This Q&A page is meant for white audiences struggling to understand how issues of racism and sexual violence are connected, and why preventing sexual violence requires ending white supremacy culture. It also explains white people’s role in making these changes.
How is the sexual violence movement tied together with the movement to end racial injustice?
At its heart, doing the work of sexual violence prevention is:
- a refusal to accept abuses of power in the world,
- a commitment to stopping those same abuses from continuing, and
- providing space for victims to reclaim their power.
Violence is rooted in oppression. This includes racial violence and sexual violence. . Since all forms of violence share the same root, , we cannot just focus on one without looking at other forms of violence. If we focused on only one aspect, the problem would never be solved and the specific needs of all victims would never be met. All forms of prejudice against marginalized communities -- like racism, sexism, heterosexism, transphobia, and ableism -- feed into the inequity and abuse that underscore all forms of sexual violence. In order to prevent sexual violence, we must acknowledge and take steps to undo the systemic ways racism shows up in our communities and our work,.
What is meant by ‘performative allyship’?

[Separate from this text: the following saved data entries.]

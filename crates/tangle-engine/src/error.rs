//! Error types for query execution.
//!
//! Errors are terminal for a single query invocation. An empty result (no
//! path between two nodes, a leaf with no dependencies) is a successful
//! answer, never an error.

use crate::deadline::AbortReason;
use crate::query::QueryKind;
use thiserror::Error;

/// Result type for engine operations.
pub type Result<T> = std::result::Result<T, Error>;

/// The error type for query parsing and execution.
#[derive(Debug, Clone, PartialEq, Eq, Error)]
pub enum Error {
    /// A query parameter does not name a node of the graph.
    ///
    /// `suggestions` holds the known names closest to `name` by edit
    /// distance, and is empty when nothing was close enough.
    #[error("{}", unknown_node_message(.name, .suggestions))]
    UnknownNode {
        /// The name exactly as it was requested.
        name: String,
        /// Closest known names, all at the same minimal distance.
        suggestions: Vec<String>,
    },

    /// Traversal was stopped by a deadline or a cancellation request.
    #[error("Query aborted: {reason}")]
    Aborted {
        /// Why the traversal stopped.
        reason: AbortReason,
    },

    /// The query name is not one of the supported kinds.
    #[error("Query with name '{0}' isn't implemented.")]
    UnknownQueryKind(String),

    /// The number of parameters does not match the query kind.
    #[error(
        "The number of passed parameters is incorrect for '{kind}'. Expected: {expected}, got: {actual}."
    )]
    ArityMismatch {
        /// The query kind being built.
        kind: QueryKind,
        /// Parameters the kind takes.
        expected: usize,
        /// Parameters actually supplied.
        actual: usize,
    },
}

impl Error {
    /// Returns `true` for an unknown node that has at least one suggestion,
    /// i.e. the name most likely contains a typo.
    #[must_use]
    pub fn is_misspelling(&self) -> bool {
        matches!(self, Self::UnknownNode { suggestions, .. } if !suggestions.is_empty())
    }

    /// Returns `true` if the query was aborted by its deadline or a cancel request.
    #[must_use]
    pub fn is_aborted(&self) -> bool {
        matches!(self, Self::Aborted { .. })
    }
}

fn unknown_node_message(name: &str, suggestions: &[String]) -> String {
    if suggestions.is_empty() {
        format!("Binding with name {name} not found in the graph.")
    } else {
        format!(
            "Binding with name {name} contains a typo and not found in the graph. Maybe you meant {}?",
            suggestions.join(", ")
        )
    }
}
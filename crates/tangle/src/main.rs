//! Tangle CLI binary.

use anyhow::Result;
use std::process::ExitCode;
use tangle::cli::Cli;
use tracing_subscriber::EnvFilter;

/// Main entry point for the tangle CLI.
///
/// Queries are CPU-bound and run one at a time, so a current_thread runtime
/// covers the only async work: file loading and reading the REPL input.
#[tokio::main(flavor = "current_thread")]
async fn main() -> Result<ExitCode> {
    // Logs go to stderr so stdout stays clean for results and JSON.
    // Example: RUST_LOG=tangle=debug,tangle_engine=debug tangle query deps com.a.A
    tracing_subscriber::fmt()
        .with_env_filter(
            EnvFilter::try_from_default_env()
                .unwrap_or_else(|_| EnvFilter::new("tangle=info,tangle_engine=info")),
        )
        .with_target(false)
        .with_writer(std::io::stderr)
        .init();

    tracing::debug!("Starting tangle CLI");

    let cli = Cli::parse_args();
    let code = cli.execute().await?;

    tracing::debug!("Tangle CLI finished");
    Ok(code)
}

Being performative is when we do things in a superficial way just to say we did them or to make ourselves feel better but no actual change takes place. Performativity is often done to increase social standing when a specific topic is ‘trending’ or ‘popular’. For example, if we only do the work of educating ourselves on Black history (one month a year), or on Juneteenth (one day a year), we begin to be performative in our commitment to social justice.Even though it's symbolically significant that Juneteenth is a national holiday, a white person taking the day off work doesn’t create real meaningful differences for people who are subjected to racism. We want to shift our mindsets away from thinking about celebrating any one day or doing one single action as a complete workload in ending racial injustice. We instead must incorporate action into the way we move through the world each day. People of color do not have the privilege to choose to take a break from institutional racism- it affects them everyday. Therefore, the work of allies must be done every day. Maintaining a focus on the injustices perpetrated against Black, Indigenous, and people of color is not work that is only done on one day of the year or a task to be checked off a list. It must be integrated into our work at all times. Celebrating Juneteenth AND Fighting the System All Year Long
Why is understanding racial injustice crucial to understanding sexual violence?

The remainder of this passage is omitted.